My goal is to highlight:

  • The predicate is a callable.
  • We will invoke it on every element, and invoke it while incrementing or decrementing as opposed to when dereferencing.
246–248 ↗(On Diff #66070)

Why not support operator--? It seems easy?

252 ↗(On Diff #66070)

Why not use (and add below) a make_filter_iterator? It seems like we will often want to avoid naming the type due to the predicate.

269–273 ↗(On Diff #66070)

Instead, of the std::conditional, use std::common_type:

typename std::common_type<std::forward_iterator_tag,
                          typename std::iterator_traits<
                              WrappedIteratorT>::iterator_category>::type

This will use the derived to base conversion to select the best tag type possible, and as an advantage will fail to compile with an output iterator.

If you add operator--, then std::forward_iterator_tag above becomes std::bidirectional_iterator_tag. And you will *really* want to use common_type because the conditional gets crazy.

274–277 ↗(On Diff #66070)

You don't need these four lines. The adaptor base will do this for you.

302–309 ↗(On Diff #66070)

This needs its own doxygen comment.

unittests/Support/IteratorTest.cpp
104 ↗(On Diff #66070)

Please test other forms of callables. std::function, function pointer at least.

Also test an input iterator and combining filter with some of our other adaptors like a filtered pointee iterator.

timshen updated this revision to Diff 66156.Jul 29 2016, 11:43 AM
timshen marked 2 inline comments as done.
timshen edited edge metadata.

Updated iterator_adaptor_base, iterator category, comments and tests.

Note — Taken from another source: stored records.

//! Population reporting

use biota_runtime::{Engine, PopulationStats};
use std::collections::VecDeque;
use std::fmt;
use tracing::info;

/// Smallest and largest population in the recorded history
pub fn population_range(history: &VecDeque<u32>) -> Option<(u32, u32)> {
    let min = history.iter().copied().min()?;
    let max = history.iter().copied().max()?;
    Some((min, max))
}

/// Log one line per batch
pub fn log_batch(engine: &Engine) {
    let stats = engine.stats();
    let (low, high) = population_range(engine.history()).unwrap_or((0, 0));
    info!(
        cycle = stats.cycle,
        population = stats.population,
        mutations = stats.mutations,
        max_depth = stats.max_depth,
        mean_age = format_args!("{:.1}", stats.mean_age),
        owned = stats.owned_cells,
        recent_low = low,
        recent_high = high,
        "batch complete"
    );
}

/// Plain-text summary for `inspect`
pub struct Summary<'a>(pub &'a PopulationStats);

impl fmt::Display for Summary<'_> {
    fn fmt(&self, f: &mut fmt::Formatter<'_>) -> fmt::Result {
        let stats = self.0;
        writeln!(f, "cycle:        {}", stats.cycle)?;
        writeln!(f, "population:   {}", stats.population)?;
        writeln!(f, "mutations:    {}", stats.mutations)?;
        writeln!(f, "max depth:    {}", stats.max_depth)?;
        writeln!(f, "mean age:     {:.1}", stats.mean_age)?;
        write!(f, "owned cells:  {}", stats.owned_cells)
    }
}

timshen marked 5 inline comments as done.Jul 29 2016, 11:45 AM
timshen added inline comments.
include/llvm/ADT/STLExtras.h
274–277 ↗(On Diff #66070)

The adaptor will do PointerT = T* and ReferenceT = T& for me, but I want to forward WrappedIteratorT's pointer and reference type in filter_iterator (because the filtered elements have the same type as the original ones).

unittests/Support/IteratorTest.cpp
104 ↗(On Diff #66070)

During adding the tests I do find a iterator_adaptor_base constructor problem. Changed the constructor to take WrappedIteratorT only. All users seem to still work.

One high level question that I'd love others' thoughts on: should this be spelled "filter_iterator" and "make_filter_range" or "filtered_iterator" and "make_filtered_range". For a type, I personally prefer "filtered_iterator". For the factory function, I wonder if we want something more like "reverse", perhaps "filter"?

include/llvm/ADT/STLExtras.h
246–248 ↗(On Diff #66156)

I think I was very wrong to suggest this. IT's actually really hard to support being bi-directional, because now your iterator needs to retain *both* begin and end in addition to the current position so that it can stop backing up when necessary. The code below, if you back up from end and filter out begin, will walk completely past the start of the wrapped iterator. Oops.

It also forces you to copy the predicate into the begin and the end in order to be able to move the end iterator.

All of this complexity doesn't seem worth it when the user can always reverse the wrapped iterator rather than reversing this iterator. Go back to your original (simpler) design and make it a forward iterator. =D

252 ↗(On Diff #66156)

I think this should be PredicateT here (at least for consistency).

284–287 ↗(On Diff #66156)

I think you should make the constructor(s) for this iterator private and add some comments explaining that because even the begin iterator tracks the end, we need to construct these iterators as a range with begin and end anyways.

Then you can befriend the make_... function below.

Also, I think you should have two constructors, one that is exactly as your current, and one that accepts just one wrapped iterator, the end, and leaves the predicate uninitialized.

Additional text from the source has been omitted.